- _ACTION ITEM_:
Gather every line in the records below that contains the word "FaucetError".

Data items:
//! Signing identity for the faucet account
//!
//! Owns the private key; nothing outside this module sees it. The wallet
//! derives the account address and turns unsigned transfers into submittable
//! raw transactions.

use crate::error::{FaucetError, FaucetResult};
use crate::tx::{LegacyTransaction, SignedTransaction, TxSignature};
use k256::ecdsa::{SigningKey, VerifyingKey};
use keccak_hash::keccak;
use obx_common::types::{Address, Hash};

pub struct Wallet {
    signing_key: SigningKey,
    address: Address,
    chain_id: u64,
}

impl Wallet {
    /// Build the signing identity from hex-encoded key material (with or
    /// without a `0x` prefix).
    pub fn from_private_key_hex(private_key: &str, chain_id: u64) -> FaucetResult<Self> {
        let stripped = private_key.strip_prefix("0x").unwrap_or(private_key);
        let bytes = hex::decode(stripped)
            .map_err(|e| FaucetError::InvalidConfig(format!("invalid private key: {e}")))?;

        if bytes.len() != 32 {
            return Err(FaucetError::InvalidConfig(format!(
                "invalid private key: expected 32 bytes, got {}",
                bytes.len()
            )));
        }

        let mut key_array = [0u8; 32];
        key_array.copy_from_slice(&bytes);

        let signing_key = SigningKey::from_bytes(&key_array.into())
            .map_err(|e| FaucetError::InvalidConfig(format!("invalid signing key: {e}")))?;

        let address = derive_address(signing_key.verifying_key());

        Ok(Self {
            signing_key,
            address,
            chain_id,
        })
    }

    pub fn address(&self) -> Address {
        self.address
    }

    pub fn chain_id(&self) -> u64 {
        self.chain_id
    }

    /// Sign a transfer with EIP-155 replay protection.
    pub fn sign_transaction(&self, tx: &LegacyTransaction) -> FaucetResult<SignedTransaction> {
        let digest = tx.signing_hash(self.chain_id);

        let (signature, recovery) = self
            .signing_key
            .sign_prehash_recoverable(&digest.0)
            .map_err(|e| FaucetError::Signing(e.to_string()))?;

        let signature = TxSignature {
            v: self.chain_id * 2 + 35 + u64::from(recovery.to_byte()),
            r: signature.r().to_bytes().into(),
            s: signature.s().to_bytes().into(),
        };

        let raw = tx.encode_signed(&signature);
        let hash = Hash(keccak(&raw).0);

        Ok(SignedTransaction {
            hash,
            nonce: tx.nonce,
            to: tx.to,
            value: tx.value,
            raw,
        })
    }
}

/// Ethereum address: last 20 bytes of the keccak of the uncompressed public
/// key (tag byte skipped).
fn derive_address(public_key: &VerifyingKey) -> Address {
    let encoded = public_key.to_encoded_point(false);
    let digest = keccak(&encoded.as_bytes()[1..]);
    let mut addr = [0u8; 20];
    addr.copy_from_slice(&digest.0[12..]);
    Address(addr)
}
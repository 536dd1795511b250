use chess_core::GameStatus;
use thiserror::Error;

#[derive(Debug, Clone, Copy, PartialEq, Eq, Error)]
pub enum EngineError {
    /// A move was requested on a position that is already terminal.
    #[error("no legal moves: position is already {0}")]
    NoLegalMoves(GameStatus),
    /// Search depth must be a positive number of plies.
    #[error("invalid search depth {0}: depth must be at least 1")]
    InvalidDepth(u32),
}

- _TASK RESPONSE_:
use crate::error::{FaucetError, FaucetResult};
            .map_err(|e| FaucetError::InvalidConfig(format!("invalid private key: {e}")))?;
            return Err(FaucetError::InvalidConfig(format!(
            .map_err(|e| FaucetError::InvalidConfig(format!("invalid signing key: {e}")))?;
            .map_err(|e| FaucetError::Signing(e.to_string()))?;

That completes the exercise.